DIRECTIONS FOR THIS TASK — Set all of the entries down again precisely as they are written.
-- Opening Marker --
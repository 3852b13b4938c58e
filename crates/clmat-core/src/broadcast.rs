//! Shape fitting for element-wise and batched operations.
//!
//! Shapes are compared position by position from axis 0. A position that one
//! shape lacks counts as size 1. Two sizes fit when they are equal or one of
//! them is 1, and the fitted size is the larger one. Operands are then
//! materialised densely at the fitted shape.

use crate::error::MatError;
use crate::shape::Shape;
use crate::tensor::Tensor;
use crate::Result;

/// The common shape of `a` and `b`, or `UnfitShapes`.
///
/// Fails with `SizeOverflow` when the fitted element count does not fit in `usize`.
pub fn fit_shapes(a: &Shape, b: &Shape) -> Result<Shape> {
    let rank = a.ndim().max(b.ndim());
    let mut dims = Vec::with_capacity(rank);
    for axis in 0..rank {
        let (x, y) = (a.effective_dim(axis), b.effective_dim(axis));
        if x != y && x != 1 && y != 1 {
            return Err(MatError::UnfitShapes { left: a.clone(), right: b.clone() });
        }
        dims.push(x.max(y));
    }
    let fitted = Shape::from(dims);
    if fitted.checked_numel().is_none() {
        return Err(MatError::SizeOverflow { shape: fitted });
    }
    Ok(fitted)
}

/// Both operands expanded to their common shape.
pub fn fit(t1: &Tensor, t2: &Tensor) -> Result<(Tensor, Tensor)> {
    let target = fit_shapes(t1.shape(), t2.shape())?;
    Ok((expand_to(t1, &target)?, expand_to(t2, &target)?))
}

/// Replicate `t` along its size-1 (or missing) positions up to `target`.
///
/// `target` must already be a fit of `t.shape()`.
pub fn expand_to(t: &Tensor, target: &Shape) -> Result<Tensor> {
    if t.shape() == target {
        return Ok(t.deep_copy());
    }
    let own = t.shape().padded(target.ndim());
    if own.ndim() != target.ndim() {
        return Err(MatError::UnfitShapes { left: t.shape().clone(), right: target.clone() });
    }
    for (&o, &d) in own.dims().iter().zip(target.dims()) {
        if o != d && o != 1 {
            return Err(MatError::UnfitShapes { left: t.shape().clone(), right: target.clone() });
        }
    }

    let strides = own.strides();
    let src = t.data();
    let mut data = Vec::with_capacity(target.numel());
    for linear in 0..target.numel() {
        let coord = target.index_to_coord(linear)?;
        let offset: usize = coord
            .iter()
            .zip(own.dims())
            .zip(strides.iter())
            .map(|((&c, &d), &s)| (c % d) * s)
            .sum();
        data.push(src[offset]);
    }
    Tensor::from_data(target.clone(), data)
}

#[cfg(test)]
mod tests {
    use super::*;

    #[test]
    fn test_fit_shapes() {
        let s = |d: &[usize]| Shape::new(d);
        assert_eq!(fit_shapes(&s(&[1]), &s(&[2, 3])).unwrap().dims(), &[2, 3]);
        assert_eq!(fit_shapes(&s(&[2, 1, 4]), &s(&[2, 5])).unwrap().dims(), &[2, 5, 4]);
        assert_eq!(fit_shapes(&Shape::scalar(), &s(&[3])).unwrap().dims(), &[3]);
        assert!(matches!(
            fit_shapes(&s(&[3]), &s(&[2, 3])),
            Err(MatError::UnfitShapes { .. })
        ));
    }

    #[test]
    fn test_fit_shapes_overflow() {
        let err = fit_shapes(&Shape::new(&[1 << 33, 1]), &Shape::new(&[1, 1 << 31])).unwrap_err();
        assert!(matches!(err, MatError::SizeOverflow { .. }));
    }

    #[test]
    fn test_fit_replicates_single_value() {
        let one = Tensor::from_data([1], vec![4.0]).unwrap();
        let big = Tensor::from_data([2, 3], (0..6).map(f64::from).collect()).unwrap();
        let (a, b) = fit(&one, &big).unwrap();
        assert_eq!(a.shape().dims(), &[2, 3]);
        assert_eq!(b.shape().dims(), &[2, 3]);
        assert_eq!(a.data(), &[4.0; 6]);
        assert_eq!(b.data(), big.data());
    }

    #[test]
    fn test_fit_replicates_along_axis() {
        // [2, 1]: one column of height 1 repeated over 3 rows.
        let row = Tensor::from_data([2, 1], vec![1.0, 2.0]).unwrap();
        let col = Tensor::from_data([1, 3], vec![10.0, 20.0, 30.0]).unwrap();
        let (a, b) = fit(&row, &col).unwrap();
        assert_eq!(a.data(), &[1.0, 2.0, 1.0, 2.0, 1.0, 2.0]);
        assert_eq!(b.data(), &[10.0, 10.0, 20.0, 20.0, 30.0, 30.0]);
    }

    #[test]
    fn test_fit_scalar_operand() {
        let s = Tensor::scalar(2.0);
        let t = Tensor::from_data([2], vec![1.0, 3.0]).unwrap();
        let (a, b) = fit(&s, &t).unwrap();
        assert_eq!(a.data(), &[2.0, 2.0]);
        assert_eq!(b.data(), t.data());
    }

    #[test]
    fn test_expand_rejects_non_fit() {
        let t = Tensor::from_data([2], vec![1.0, 2.0]).unwrap();
        assert!(expand_to(&t, &Shape::new(&[3])).is_err());
        assert!(expand_to(&t, &Shape::scalar()).is_err());
    }
}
-- Closing Marker --
TASK OUTPUT —
repository 3852b13b4938c58e
filename crates/clmat-core/src/broadcast.rs
//! Shape fitting for element-wise and batched operations.
//!
//! Shapes are compared position by position from axis 0. A position that one
//! shape lacks counts as size 1. Two sizes fit when they are equal or one of
//! them is 1, and the fitted size is the larger one. Operands are then
//! materialised densely at the fitted shape.

use crate::error::MatError;
use crate::shape::Shape;
use crate::tensor::Tensor;
use crate::Result;

/// The common shape of `a` and `b`, or `UnfitShapes`.
///
/// Fails with `SizeOverflow` when the fitted element count does not fit in `usize`.
pub fn fit_shapes(a: &Shape, b: &Shape) -> Result<Shape> {
    let rank = a.ndim().max(b.ndim());
    let mut dims = Vec::with_capacity(rank);
    for axis in 0..rank {
        let (x, y) = (a.effective_dim(axis), b.effective_dim(axis));
        if x != y && x != 1 && y != 1 {
            return Err(MatError::UnfitShapes { left: a.clone(), right: b.clone() });
        }
        dims.push(x.max(y));
    }
    let fitted = Shape::from(dims);
    if fitted.checked_numel().is_none() {
        return Err(MatError::SizeOverflow { shape: fitted });
    }
    Ok(fitted)
}

/// Both operands expanded to their common shape.
pub fn fit(t1: &Tensor, t2: &Tensor) -> Result<(Tensor, Tensor)> {
    let target = fit_shapes(t1.shape(), t2.shape())?;
    Ok((expand_to(t1, &target)?, expand_to(t2, &target)?))
}

/// Replicate `t` along its size-1 (or missing) positions up to `target`.
///
/// `target` must already be a fit of `t.shape()`.
pub fn expand_to(t: &Tensor, target: &Shape) -> Result<Tensor> {
    if t.shape() == target {
        return Ok(t.deep_copy());
    }
    let own = t.shape().padded(target.ndim());
    if own.ndim() != target.ndim() {
        return Err(MatError::UnfitShapes { left: t.shape().clone(), right: target.clone() });
    }
    for (&o, &d) in own.dims().iter().zip(target.dims()) {
        if o != d && o != 1 {
            return Err(MatError::UnfitShapes { left: t.shape().clone(), right: target.clone() });
        }
    }

    let strides = own.strides();
    let src = t.data();
    let mut data = Vec::with_capacity(target.numel());
    for linear in 0..target.numel() {
        let coord = target.index_to_coord(linear)?;
        let offset: usize = coord
            .iter()
            .zip(own.dims())
            .zip(strides.iter())
            .map(|((&c, &d), &s)| (c % d) * s)
            .sum();
        data.push(src[offset]);
    }
    Tensor::from_data(target.clone(), data)
}

#[cfg(test)]
mod tests {
    use super::*;

    #[test]
    fn test_fit_shapes() {
        let s = |d: &[usize]| Shape::new(d);
        assert_eq!(fit_shapes(&s(&[1]), &s(&[2, 3])).unwrap().dims(), &[2, 3]);
        assert_eq!(fit_shapes(&s(&[2, 1, 4]), &s(&[2, 5])).unwrap().dims(), &[2, 5, 4]);
        assert_eq!(fit_shapes(&Shape::scalar(), &s(&[3])).unwrap().dims(), &[3]);
        assert!(matches!(
            fit_shapes(&s(&[3]), &s(&[2, 3])),
            Err(MatError::UnfitShapes { .. })
        ));
    }

    #[test]
    fn test_fit_shapes_overflow() {
        let err = fit_shapes(&Shape::new(&[1 << 33, 1]), &Shape::new(&[1, 1 << 31])).unwrap_err();
        assert!(matches!(err, MatError::SizeOverflow { .. }));
    }

    #[test]
    fn test_fit_replicates_single_value() {
        let one = Tensor::from_data([1], vec![4.0]).unwrap();
        let big = Tensor::from_data([2, 3], (0..6).map(f64::from).collect()).unwrap();
        let (a, b) = fit(&one, &big).unwrap();
        assert_eq!(a.shape().dims(), &[2, 3]);
        assert_eq!(b.shape().dims(), &[2, 3]);
        assert_eq!(a.data(), &[4.0; 6]);
        assert_eq!(b.data(), big.data());
    }

    #[test]
    fn test_fit_replicates_along_axis() {
        // [2, 1]: one column of height 1 repeated over 3 rows.
        let row = Tensor::from_data([2, 1], vec![1.0, 2.0]).unwrap();
        let col = Tensor::from_data([1, 3], vec![10.0, 20.0, 30.0]).unwrap();
        let (a, b) = fit(&row, &col).unwrap();
        assert_eq!(a.data(), &[1.0, 2.0, 1.0, 2.0, 1.0, 2.0]);
        assert_eq!(b.data(), &[10.0, 10.0, 20.0, 20.0, 30.0, 30.0]);
    }

    #[test]
    fn test_fit_scalar_operand() {
        let s = Tensor::scalar(2.0);
        let t = Tensor::from_data([2], vec![1.0, 3.0]).unwrap();
        let (a, b) = fit(&s, &t).unwrap();
        assert_eq!(a.data(), &[2.0, 2.0]);
        assert_eq!(b.data(), t.data());
    }

    #[test]
    fn test_expand_rejects_non_fit() {
        let t = Tensor::from_data([2], vec![1.0, 2.0]).unwrap();
        assert!(expand_to(&t, &Shape::new(&[3])).is_err());
        assert!(expand_to(&t, &Shape::scalar()).is_err());
    }
}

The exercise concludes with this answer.